Exercise directions → Reproduce the records below exactly, but only between the lines holding "a segment's asset." and "pub enum SegmentStatus", inclusive.

### Recorded information ###

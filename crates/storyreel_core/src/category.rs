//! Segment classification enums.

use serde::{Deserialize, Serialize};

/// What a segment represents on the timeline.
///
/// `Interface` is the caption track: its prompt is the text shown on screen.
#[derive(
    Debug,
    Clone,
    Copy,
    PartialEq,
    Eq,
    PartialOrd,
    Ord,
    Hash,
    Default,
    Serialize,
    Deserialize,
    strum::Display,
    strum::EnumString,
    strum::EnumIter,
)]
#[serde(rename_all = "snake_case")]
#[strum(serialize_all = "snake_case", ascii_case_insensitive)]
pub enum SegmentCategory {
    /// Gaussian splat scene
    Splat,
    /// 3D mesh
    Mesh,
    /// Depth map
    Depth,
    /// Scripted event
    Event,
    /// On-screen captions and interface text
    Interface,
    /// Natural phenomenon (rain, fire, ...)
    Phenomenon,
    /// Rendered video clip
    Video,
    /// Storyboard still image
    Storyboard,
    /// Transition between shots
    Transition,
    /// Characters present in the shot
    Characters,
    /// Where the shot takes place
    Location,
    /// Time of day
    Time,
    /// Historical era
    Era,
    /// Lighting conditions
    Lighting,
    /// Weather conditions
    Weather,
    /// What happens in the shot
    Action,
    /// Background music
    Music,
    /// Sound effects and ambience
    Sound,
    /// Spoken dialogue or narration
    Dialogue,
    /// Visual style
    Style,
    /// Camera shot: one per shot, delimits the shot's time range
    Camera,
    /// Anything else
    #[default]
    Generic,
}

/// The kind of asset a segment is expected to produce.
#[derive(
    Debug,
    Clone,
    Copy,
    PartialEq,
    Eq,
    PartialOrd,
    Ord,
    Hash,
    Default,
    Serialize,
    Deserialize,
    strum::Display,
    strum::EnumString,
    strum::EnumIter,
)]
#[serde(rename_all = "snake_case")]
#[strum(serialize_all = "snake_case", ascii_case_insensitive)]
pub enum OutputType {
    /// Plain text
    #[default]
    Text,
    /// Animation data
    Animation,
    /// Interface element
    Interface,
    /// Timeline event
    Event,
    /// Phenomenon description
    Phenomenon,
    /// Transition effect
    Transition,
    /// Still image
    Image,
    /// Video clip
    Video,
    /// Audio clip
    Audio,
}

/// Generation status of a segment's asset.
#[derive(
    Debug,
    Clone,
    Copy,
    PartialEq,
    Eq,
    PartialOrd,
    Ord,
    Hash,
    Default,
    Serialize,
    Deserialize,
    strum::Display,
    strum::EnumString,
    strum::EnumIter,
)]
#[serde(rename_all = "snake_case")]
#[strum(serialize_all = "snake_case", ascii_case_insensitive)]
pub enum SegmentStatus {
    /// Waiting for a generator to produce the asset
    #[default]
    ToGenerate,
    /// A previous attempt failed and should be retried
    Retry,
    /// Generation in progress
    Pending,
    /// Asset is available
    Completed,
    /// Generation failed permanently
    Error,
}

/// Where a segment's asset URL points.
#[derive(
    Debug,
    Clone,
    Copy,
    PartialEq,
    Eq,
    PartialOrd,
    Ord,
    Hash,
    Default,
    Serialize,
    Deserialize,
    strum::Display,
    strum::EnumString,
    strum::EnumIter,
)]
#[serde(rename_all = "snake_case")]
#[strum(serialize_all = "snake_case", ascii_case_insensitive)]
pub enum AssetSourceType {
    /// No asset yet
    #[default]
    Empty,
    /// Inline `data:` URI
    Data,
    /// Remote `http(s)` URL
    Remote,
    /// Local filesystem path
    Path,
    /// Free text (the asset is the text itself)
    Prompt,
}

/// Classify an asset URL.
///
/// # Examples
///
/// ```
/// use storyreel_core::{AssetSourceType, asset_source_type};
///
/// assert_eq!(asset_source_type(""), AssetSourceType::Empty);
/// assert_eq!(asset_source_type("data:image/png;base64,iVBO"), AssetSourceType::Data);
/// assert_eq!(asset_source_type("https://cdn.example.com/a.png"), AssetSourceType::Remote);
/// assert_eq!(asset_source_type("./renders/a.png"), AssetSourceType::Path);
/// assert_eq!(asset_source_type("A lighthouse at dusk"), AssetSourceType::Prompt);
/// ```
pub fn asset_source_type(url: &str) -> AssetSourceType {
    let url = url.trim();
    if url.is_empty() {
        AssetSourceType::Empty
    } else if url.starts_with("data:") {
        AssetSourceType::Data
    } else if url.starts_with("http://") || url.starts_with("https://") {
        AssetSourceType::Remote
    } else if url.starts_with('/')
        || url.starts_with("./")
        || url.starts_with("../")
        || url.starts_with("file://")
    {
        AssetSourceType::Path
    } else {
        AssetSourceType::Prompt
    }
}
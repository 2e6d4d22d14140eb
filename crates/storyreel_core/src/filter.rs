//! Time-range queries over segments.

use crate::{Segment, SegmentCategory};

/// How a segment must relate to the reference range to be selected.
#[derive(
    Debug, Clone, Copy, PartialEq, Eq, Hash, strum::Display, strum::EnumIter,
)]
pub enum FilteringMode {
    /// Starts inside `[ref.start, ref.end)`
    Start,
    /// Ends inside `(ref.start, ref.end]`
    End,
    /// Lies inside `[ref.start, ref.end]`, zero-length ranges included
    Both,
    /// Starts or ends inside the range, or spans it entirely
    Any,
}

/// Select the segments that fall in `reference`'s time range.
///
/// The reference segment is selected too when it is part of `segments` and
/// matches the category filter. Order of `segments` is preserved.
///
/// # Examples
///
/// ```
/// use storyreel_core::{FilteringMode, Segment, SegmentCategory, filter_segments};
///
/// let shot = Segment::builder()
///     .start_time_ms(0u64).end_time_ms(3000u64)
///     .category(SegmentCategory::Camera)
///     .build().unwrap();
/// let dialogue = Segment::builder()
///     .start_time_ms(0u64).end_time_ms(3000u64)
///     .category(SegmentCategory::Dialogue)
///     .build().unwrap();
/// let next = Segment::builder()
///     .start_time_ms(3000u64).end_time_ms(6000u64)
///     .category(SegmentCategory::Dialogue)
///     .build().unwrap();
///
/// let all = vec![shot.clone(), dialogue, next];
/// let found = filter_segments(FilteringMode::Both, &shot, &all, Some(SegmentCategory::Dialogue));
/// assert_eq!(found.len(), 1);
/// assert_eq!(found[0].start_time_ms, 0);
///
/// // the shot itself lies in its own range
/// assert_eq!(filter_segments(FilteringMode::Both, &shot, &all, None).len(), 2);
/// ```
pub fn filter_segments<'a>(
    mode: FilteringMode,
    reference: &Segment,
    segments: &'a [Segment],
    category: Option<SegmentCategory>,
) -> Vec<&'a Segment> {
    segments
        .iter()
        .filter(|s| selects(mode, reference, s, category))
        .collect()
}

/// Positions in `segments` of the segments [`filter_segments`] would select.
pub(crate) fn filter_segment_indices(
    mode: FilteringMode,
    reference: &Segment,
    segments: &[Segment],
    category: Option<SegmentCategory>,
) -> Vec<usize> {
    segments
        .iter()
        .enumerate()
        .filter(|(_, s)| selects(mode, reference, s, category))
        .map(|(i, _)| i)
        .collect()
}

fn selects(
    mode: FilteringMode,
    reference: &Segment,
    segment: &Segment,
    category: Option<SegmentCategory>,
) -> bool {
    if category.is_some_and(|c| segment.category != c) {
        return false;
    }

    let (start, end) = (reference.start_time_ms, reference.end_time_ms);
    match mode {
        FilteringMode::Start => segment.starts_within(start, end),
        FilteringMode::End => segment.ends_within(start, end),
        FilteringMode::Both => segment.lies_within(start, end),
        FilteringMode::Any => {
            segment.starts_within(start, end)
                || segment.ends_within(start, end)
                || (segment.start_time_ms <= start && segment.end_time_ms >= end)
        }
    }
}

###

Response area →
/// Generation status of a segment's asset.
#[derive(
    Debug,
    Clone,
    Copy,
    PartialEq,
    Eq,
    PartialOrd,
    Ord,
    Hash,
    Default,
    Serialize,
    Deserialize,
    strum::Display,
    strum::EnumString,
    strum::EnumIter,
)]
#[serde(rename_all = "snake_case")]
#[strum(serialize_all = "snake_case", ascii_case_insensitive)]
pub enum SegmentStatus {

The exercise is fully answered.